In 1989, White produced one non-single track on Tina Turner’s Foreign Affair album, the rest of the album was produced by Dan Hartman. Playing a variety of instruments on the album, he also wrote four songs, including the title song and the hit single “Steamy Windows”. As a result of this he became managed by Roger Davies, who was Turner’s manager at the time, and he obtained a new contract with Polydor.

The resulting album, 1991’s Closer to the Truth, was a commercial success and put White back in the spotlight. He released two more albums for Polydor; The Path of a Decent Groove and Lake Placid Blues which was co-produced by Roger Davies.

In the 1990s, White toured Germany and France with Joe Cocker and Eric Clapton, and in 1992 he played the Montreux Festival.

In 1996, Tina Turner released the song “On Silent Wings” written by White.

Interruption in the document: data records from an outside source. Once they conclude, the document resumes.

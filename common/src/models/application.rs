use chrono::{DateTime, Utc};
use rust_decimal::Decimal;
use serde::{Deserialize, Serialize};

use crate::enums::{ApplicationStatus, LoanCategory, PaymentStatus};

/// 贷款申请
///
/// 创建时冗余一份产品信息（标题、分类、利率、经理），
/// 产品后续被修改不影响已提交的申请
#[derive(Debug, Clone, Serialize, Deserialize)]
#[serde(rename_all = "camelCase")]
pub struct Application {
    #[serde(rename = "_id")]
    pub id: String,

    /// 关联的贷款产品
    pub loan_id: String,
    pub loan_title: String,
    pub loan_category: LoanCategory,
    pub interest_rate: Decimal,
    pub manager_email: String,

    /// 申请人身份（来自身份提供商的档案）
    pub applicant_name: String,
    pub applicant_email: String,
    #[serde(default)]
    pub applicant_photo: String,

    /// 联系与就业信息
    pub phone: String,
    pub national_id: String,
    pub address: String,
    pub income_source: String,
    pub monthly_income: Decimal,

    /// 申请金额，创建时必须 ≤ 产品 maxLimit
    pub loan_amount: Decimal,

    /// 还款期数，必须是产品 emiOptions 之一
    pub emi_plan: u32,

    /// 提交时计算好的月供（旧版前端以字符串提交，读取时兼容两种类型）
    #[serde(with = "crate::utils::serde_helpers::decimal_flex")]
    pub emi_amount: Decimal,

    #[serde(default)]
    pub status: ApplicationStatus,

    #[serde(default)]
    pub payment_status: PaymentStatus,

    /// 借款用途
    pub reason: String,

    #[serde(default)]
    pub notes: Option<String>,

    /// 审批记录
    #[serde(default)]
    pub rejection_reason: Option<String>,
    #[serde(default)]
    pub applied_at: Option<DateTime<Utc>>,
    #[serde(default)]
    pub approved_at: Option<DateTime<Utc>>,
    #[serde(default)]
    pub approved_by: Option<String>,
    #[serde(default)]
    pub rejected_at: Option<DateTime<Utc>>,
    #[serde(default)]
    pub rejected_by: Option<String>,
}

impl Application {
    pub fn is_pending(&self) -> bool {
        self.status == ApplicationStatus::Pending
    }

    /// 借款人只能取消尚未进入终态的申请
    pub fn can_cancel(&self) -> bool {
        self.is_pending()
    }

    /// 申请费是否已支付
    pub fn fee_paid(&self) -> bool {
        self.payment_status == PaymentStatus::Paid
    }
}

In 2000, Hip-O Records released One Hot July in the U.S., giving White his first new major-label domestic release in 17 years. The critically acclaimed The Beginningappeared on Swamp Records in 2001, followed by Heroines, featuring several duets with female vocalists including Jessi Colter, Shelby Lynne, Emmylou Harris, Lucinda Williams, and Michelle White, on Sanctuary in 2004, and a live Austin City Limits concert, Live from Austin, TX, on New West Records in 2006. In 2004, White was the featured guest artist in an episode of the Legends Rock TV Show and Concert Series, produced by Megabien Entertainment.

In 2007, White released another live recording, Take Home the Swamp, as well as the compilation Introduction to Tony Joe White. Elkie Brooks recorded one of White’s songs, “Out of The Rain”, on her 2005 Electric Lady album. On July 14, 2006, in Magny-Cours, France, White performed as a warm-up act for Roger Waters’ The Dark Side of the Moon concert. White’s album, entitled Uncovered, was released in September 2006 and featured collaborations with Mark Knopfler, Michael McDonald, Eric Clapton, and J.J. Cale.

The song “Elements and Things” from the 1969 album …Continued features prominently during the horse-racing scenes in the 2012 HBO television series “Luck”.

In 2013, White signed to Yep Roc Records and released Hoodoo. Mother Jones called the album “Steamy, Irresistible” and No Depression noted Tony Joe White is “the real king of the swamp.” He also made his Live…with Jools Holland debut in London, playing songs from Hoodoo.

On October 15, 2014, White appeared on The Late Show with David Letterman alongside the Foo Fighters to perform “Polk Salad Annie”. Pointing to White, Letterman told his TV audience, “Holy cow! … If I was this guy, you could all kiss my ass. And I mean that.”

In May 2016, Tony Joe White released Rain Crow on Yep Roc Records. The lead track “Hoochie Woman” was co-written with his wife, Leann. The track “Conjure Child” is a follow up to an earlier song, “Conjure Woman.

The album Bad Mouthin’ was released in September 2018 again on Yep Roc Records. The album contains six self-penned songs and five blues standards written by, amongst others, Charley Patton and John Lee Hooker. On the album White also performs a cover of the Elvis Presley song “Heartbreak Hotel”. White plays acoustic and electric guitar on the album which was produced by his son Jody White and has a signature Tony Joe White laid back sound.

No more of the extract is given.